As a national laboratory supporting thousands of clinicians, DDS Lab sees a clear pattern. Most remakes are not material failures. They are preventable workflow failures.


The True Cost of Remakes

The financial impact of remakes extends well beyond materials and lab fees. Each remake introduces downstream consequences that affect the entire organization.

Hidden costs include:

  • Additional chairtime and reduced production capacity
  • Increased labor costs across clinical, administrative, and lab teams
  • Delayed case completion and extended treatment timelines
  • Decreased patient confidence and satisfaction
  • Reduced provider and team efficiency

Industry estimates often place fully burdened chairtime costs at $500 to $600 per hour. When remakes require additional appointments, those costs escalate quickly, particularly in high production environments.

For DSOs, these costs multiply across locations, turning isolated issues into system wide performance gaps.


Common Drivers of Remakes

Most remakes are not clinical failures. They are workflow failures. Inconsistent processes and incomplete data are the most common contributors.

Frequent causes include:

    • Inaccurate or incomplete digital scans
    • Poor margin capture or unclear margin definition
    • Inadequate preparation design for selected materials
    • Missing or inconsistent shade and photography data
    • Incomplete lab prescriptions or unclear clinical intent
  • Late stage case changes after fabrication has begun

Without standardized workflows, these issues become repeatable and costly.

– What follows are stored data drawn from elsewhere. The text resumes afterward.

impl<T: HttpTransport, S: KvStore> WalletCore<T, S> {
    /// Construct a core over the host's transport and storage.
    ///
    /// Restores the preferred RPC endpoint from storage so failover
    /// decisions survive restarts.
    pub async fn new(config: NetworkConfig, transport: T, storage: S) -> Result<Self, WalletError> {
        let preferred = storage
            .kv_get(RPC_URL_KEY)
            .await?
            .and_then(|bytes| String::from_utf8(bytes).ok());
        let rpc = RpcClient::with_preferred(config.rpc_urls.clone(), transport, preferred.as_deref())?;

        Ok(Self {
            config,
            storage,
            rpc,
            nonces: NonceAllocator::new(),
            chain_verified: false,
            session: None,
            tracked_address: None,
            tracker: TxTracker::new(),
        })
    }

    /// The network this core is configured for.
    pub fn config(&self) -> &NetworkConfig {
        &self.config
    }

    /// Direct access to the RPC client.
    pub fn rpc(&self) -> &RpcClient<T> {
        &self.rpc
    }

    /// Whether a vault record exists in storage.
    pub async fn has_vault(&self) -> Result<bool, WalletError> {
        Ok(self.storage.kv_get(VAULT_KEY).await?.is_some())
    }

    /// Whether a session is currently unlocked.
    pub fn is_unlocked(&self) -> bool {
        self.session.is_some()
    }

    /// Whether the chain identity has been verified this session.
    ///
    /// Advisory only: `send` re-verifies immediately before broadcast.
    pub fn chain_verified(&self) -> bool {
        self.chain_verified
    }

    fn session(&self) -> Result<&Session, WalletError> {
        self.session.as_ref().ok_or(WalletError::Locked)
    }

    /// The unlocked wallet.
    pub fn wallet(&self) -> Result<&WalletData, WalletError> {
        Ok(&self.session()?.wallet)
    }

    /// Address of the selected account.
    pub fn selected_address(&self) -> Result<Address, WalletError> {
        Ok(self.session()?.wallet.selected_account()?.address)
    }

    async fn seal_and_store(&self, wallet: &WalletData, password: &str) -> Result<(), WalletError> {
        let record = VaultRecord::create(password, &wallet.to_bytes())?;
        self.storage.kv_set(VAULT_KEY, record.to_bytes()).await?;
        Ok(())
    }

    async fn persist_wallet(&mut self) -> Result<(), WalletError> {
        let session = self.session.as_ref().ok_or(WalletError::Locked)?;
        let wallet = session.wallet.clone();
        let password = session.password.clone();
        self.seal_and_store(&wallet, &password).await
    }

    async fn reload_tracker(&mut self) -> Result<(), WalletError> {
        let address = self
            .session
            .as_ref()
            .and_then(|s| s.wallet.selected_account().ok().map(|a| a.address));
        self.tracked_address = address;
        self.tracker = match address {
            Some(address) => {
                let key = tracked_txs_key(&self.config.network_id, &address);
                TxTracker::from_stored(self.storage.kv_get(&key).await?.as_deref())
            }
            None => TxTracker::new(),
        };
        Ok(())
    }

    async fn persist_tracker(&self) -> Result<(), WalletError> {
        let Some(address) = self.tracked_address else {
            return Ok(());
        };
        let key = tracked_txs_key(&self.config.network_id, &address);
        self.storage.kv_set(&key, self.tracker.to_bytes()).await?;
        Ok(())
    }

    /// Create a mnemonic wallet, seal it and open the session.
    pub async fn create_wallet_from_mnemonic(
        &mut self,
        name: &str,
        mnemonic: &str,
        passphrase: &str,
        initial_accounts: u32,
        password: &str,
    ) -> Result<(), WalletError> {
        let wallet =
            WalletData::create_from_mnemonic(name, mnemonic, passphrase, initial_accounts, now_ms())?;
        self.seal_and_store(&wallet, password).await?;
        self.session = Some(Session {
            wallet,
            password: Zeroizing::new(password.to_string()),
        });
        self.reload_tracker().await
    }

    /// Create a private-key wallet, seal it and open the session.
    pub async fn create_wallet_from_private_key(
        &mut self,
        name: &str,
        private_key_hex: &str,
        password: &str,
    ) -> Result<(), WalletError> {
        let wallet = WalletData::create_from_privkey(name, private_key_hex, now_ms())?;
        self.seal_and_store(&wallet, password).await?;
        self.session = Some(Session {
            wallet,
            password: Zeroizing::new(password.to_string()),
        });
        self.reload_tracker().await
    }

    /// Open the vault and unlock the session.
    pub async fn unlock(&mut self, password: &str) -> Result<(), WalletError> {
        let bytes = self
            .storage
            .kv_get(VAULT_KEY)
            .await?
            .ok_or(WalletError::VaultMissing)?;
        let record = VaultRecord::from_bytes(&bytes)?;
        let plaintext = record.open(password)?;
        let wallet = WalletData::parse_any(&plaintext, now_ms())?;

        self.session = Some(Session {
            wallet,
            password: Zeroizing::new(password.to_string()),
        });
        self.reload_tracker().await
    }

    /// Drop the session; secrets are wiped.
    pub fn lock(&mut self) {
        self.session = None;
        self.tracked_address = None;
        self.tracker = TxTracker::new();
    }

    /// Derive and select the next account (mnemonic wallets only);
    /// re-seals the vault.
    pub async fn add_account(&mut self) -> Result<WalletAccount, WalletError> {
        let session = self.session.as_mut().ok_or(WalletError::Locked)?;
        let account = session.wallet.add_account(now_ms())?.clone();
        self.persist_wallet().await?;
        self.reload_tracker().await?;
        Ok(account)
    }

    /// Select an account by id; re-seals the vault and re-reads the
    /// tracked-transaction list for the new address.
    pub async fn select_account(&mut self, id: &str) -> Result<(), WalletError> {
        let session = self.session.as_mut().ok_or(WalletError::Locked)?;
        session.wallet.select_account(id)?;
        self.persist_wallet().await?;
        self.reload_tracker().await
    }

    /// Verify the endpoint's chain identity against the configuration.
    ///
    /// On success the preferred (last-good) endpoint is persisted.
    pub async fn verify_chain(&mut self) -> Result<(), WalletError> {
        assert_chain_identity(&self.rpc, &self.config.expected_identity()).await?;
        self.chain_verified = true;
        self.storage
            .kv_set(RPC_URL_KEY, self.rpc.last_good_url().as_bytes().to_vec())
            .await?;
        Ok(())
    }

    /// Fetch balance and committed nonce for the selected account and
    /// re-synchronize the nonce floor.
    pub async fn refresh(&mut self) -> Result<AccountStatus, WalletError> {
        let address = self.selected_address()?;
        let balance = self.rpc.get_balance(&address).await?;
        let committed_nonce = self.rpc.get_nonce(&address).await?;
        self.nonces.bump_floor(&address, committed_nonce).await;
        Ok(AccountStatus {
            balance,
            committed_nonce,
        })
    }

    /// Fetch and cache the selected account's on-chain history.
    pub async fn refresh_history(
        &mut self,
        limit: u32,
    ) -> Result<Vec<TransactionSummary>, WalletError> {
        let address = self.selected_address()?;
        let summaries = self
            .rpc
            .get_transactions_by_address(&address, None, limit)
            .await?;
        let key = chain_history_key(&self.config.network_id, &address);
        let bytes = serde_json::to_vec(&summaries).expect("history serializes");
        self.storage.kv_set(&key, bytes).await?;
        Ok(summaries)
    }

    /// The last cached history for the selected account.
    pub async fn cached_history(&self) -> Result<Vec<TransactionSummary>, WalletError> {
        let address = self.selected_address()?;
        let key = chain_history_key(&self.config.network_id, &address);
        let Some(bytes) = self.storage.kv_get(&key).await? else {
            return Ok(Vec::new());
        };
        Ok(serde_json::from_slice(&bytes).unwrap_or_default())
    }

    /// Send `amount` from the selected account to `to`.
    pub async fn send(&mut self, to: &Address, amount: i64) -> Result<SendOutcome, WalletError> {
        let session = self.session()?;
        let account = session.wallet.selected_account()?;
        let from = account.address;
        let account_id = account.id.clone();
        let privkey = session.wallet.privkey_for(&account_id)?;
        self.submit_transfer(&privkey, from, to, amount).await
    }

    /// Send from a shared faucet key, retrying once after a lost nonce
    /// race with a freshly read floor.
    pub async fn faucet_drip(
        &mut self,
        faucet_key: &PrivateKey,
        to: &Address,
        amount: i64,
    ) -> Result<SendOutcome, WalletError> {
        let from = faucet_key.address();
        match self.submit_transfer(faucet_key, from, to, amount).await {
            Err(WalletError::NonceRace) => {
                debug!("faucet lost a nonce race; re-flooring and retrying once");
                let committed = self.rpc.get_nonce(&from).await?;
                self.nonces.bump_floor(&from, committed).await;
                self.submit_transfer(faucet_key, from, to, amount).await
            }
            other => other,
        }
    }

    async fn submit_transfer(
        &mut self,
        privkey: &PrivateKey,
        from: Address,
        to: &Address,
        amount: i64,
    ) -> Result<SendOutcome, WalletError> {
        if amount <= 0 {
            return Err(ProtocolError::AmountNonPositive.into());
        }

        // The identity check must hold immediately before broadcast; the
        // cached flag is advisory only.
        self.verify_chain().await?;

        let balance = self.rpc.get_balance(&from).await?;
        let fees = self
            .rpc
            .estimate_fee(&FeeEstimateRequest::transfer(&from, to, amount))
            .await?;

        let need = if from == *to {
            u128::from(fees)
        } else {
            u128::from(amount.unsigned_abs()) + u128::from(fees)
        };
        if balance < need {
            return Err(WalletError::InsufficientFunds {
                have: balance,
                need,
            });
        }

        let rpc = &self.rpc;
        let nonce = self
            .nonces
            .allocate(&from, || async move { rpc.get_nonce(&from).await })
            .await?;

        let core = build_transfer_v1(&from, to, amount, nonce, 0, fees)?;
        let timestamp = now_ms();
        let genesis_hash = parse_hex32(&self.config.genesis_hash)?;
        let payload =
            transaction_signing_payload_v1(&core, timestamp, self.config.chain_id, genesis_hash)?;
        let signature = signer::sign(privkey, &payload, &mut OsRng);

        let tx = Transaction {
            core,
            signature: AggregatedSignature(signature.to_vec()),
            timestamp,
        };
        let wire = encode_wire_tx_v1(&tx)?;
        let local_id = format!("0x{}", hex::encode(tx_id_v1(&tx)?));
        let wire_hex = format!("0x{}", hex::encode(&wire));

        let server_id = match self.rpc.send_raw_transaction(&wire_hex).await {
            Ok(id) => id,
            Err(err) => {
                warn!("broadcast of {local_id} failed: {err}");
                // Re-read the committed nonce so external activity (or the
                // race we just lost) re-synchronizes the floor.
                if let Ok(committed) = self.rpc.get_nonce(&from).await {
                    self.nonces.bump_floor(&from, committed).await;
                }
                return Err(if is_nonce_rejection(&err) {
                    WalletError::NonceRace
                } else {
                    err.into()
                });
            }
        };

        self.tracker
            .record_submission(local_id.clone(), Some(server_id.clone()), now_ms());
        self.persist_tracker().await?;

        Ok(SendOutcome {
            local_id,
            server_id,
            nonce,
            fees,
        })
    }

    /// One receipt-poll tick over the tracked list.
    ///
    /// Performs at most one RPC round-trip per pending transaction.
    /// Transport-level failures are swallowed until the next tick; chain
    /// errors mark the entry. Returns the ids that transitioned to
    /// `applied`, after triggering a balance/nonce and history refresh for
    /// them.
    pub async fn poll_receipts_once(&mut self) -> Result<Vec<String>, WalletError> {
        let pending = self.tracker.pending_poll_ids();
        if pending.is_empty() {
            return Ok(Vec::new());
        }

        let mut applied = Vec::new();
        let mut changed = false;
        for id in pending {
            match self.rpc.get_transaction_receipt(&id).await {
                Ok(receipt) => {
                    let status = receipt
                        .as_ref()
                        .map(|r| r.status.clone())
                        .unwrap_or_else(|| STATUS_NOT_FOUND.to_string());
                    let payload =
                        receipt.map(|r| serde_json::to_value(r).expect("receipt serializes"));
                    if self.tracker.apply_receipt(&id, &status, payload, now_ms()) {
                        applied.push(id.clone());
                    }
                    changed = true;
                }
                Err(err) if is_transient(&err) => {
                    debug!("receipt poll for {id} hit {err}; retrying next tick");
                }
                Err(err) => {
                    self.tracker.mark_error(&id, &err.to_string(), now_ms());
                    changed = true;
                }
            }
        }

        if changed {
            self.persist_tracker().await?;
        }

        if !applied.is_empty() && self.is_unlocked() {
            if let Err(err) = self.refresh().await {
                warn!("post-apply refresh failed: {err}");
            }
            if let Err(err) = self.refresh_history(DEFAULT_HISTORY_LIMIT).await {
                warn!("post-apply history refresh failed: {err}");
            }
        }

        Ok(applied)
    }
}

In removable workflows, traditional analog processes that require multiple try ins and manual adjustments can further increase remake exposure and variability.


New Digital Expectations in Modern Practices

As digital dentistry continues to scale, data quality has become the new standard of care. Laboratories depend on accurate, complete digital inputs to deliver predictable outcomes.

Best practices for digital success include:

  • Reviewing scans for margin clarity, data density, and stitching accuracy prior to submission
  • Verifying occlusal clearance digitally before sending cases
  • Standardizing scanning protocols across providers and locations
  • Using consistent naming conventions and submission requirements

For DSOs, digital consistency is critical to reducing variability and maintaining quality at scale.

When digital workflows are standardized and executed consistently, remake rates decline and first pass success improves measurably.

Strengthening Prep Design to Reduce Remakes

Strengthening Prep Design to Reduce Remakes

Preparation design remains one of the most controllable variables in remake prevention.

Key considerations:

  • Material specific reduction guidelines must be followed consistently
  • Smooth, rounded internal line angles support better fit and strength
  • Clear, continuous margins reduce interpretation errors
  • Preparation designs should account for CAD and CAM manufacturability

Standardizing preparation criteria across providers significantly improves first pass success.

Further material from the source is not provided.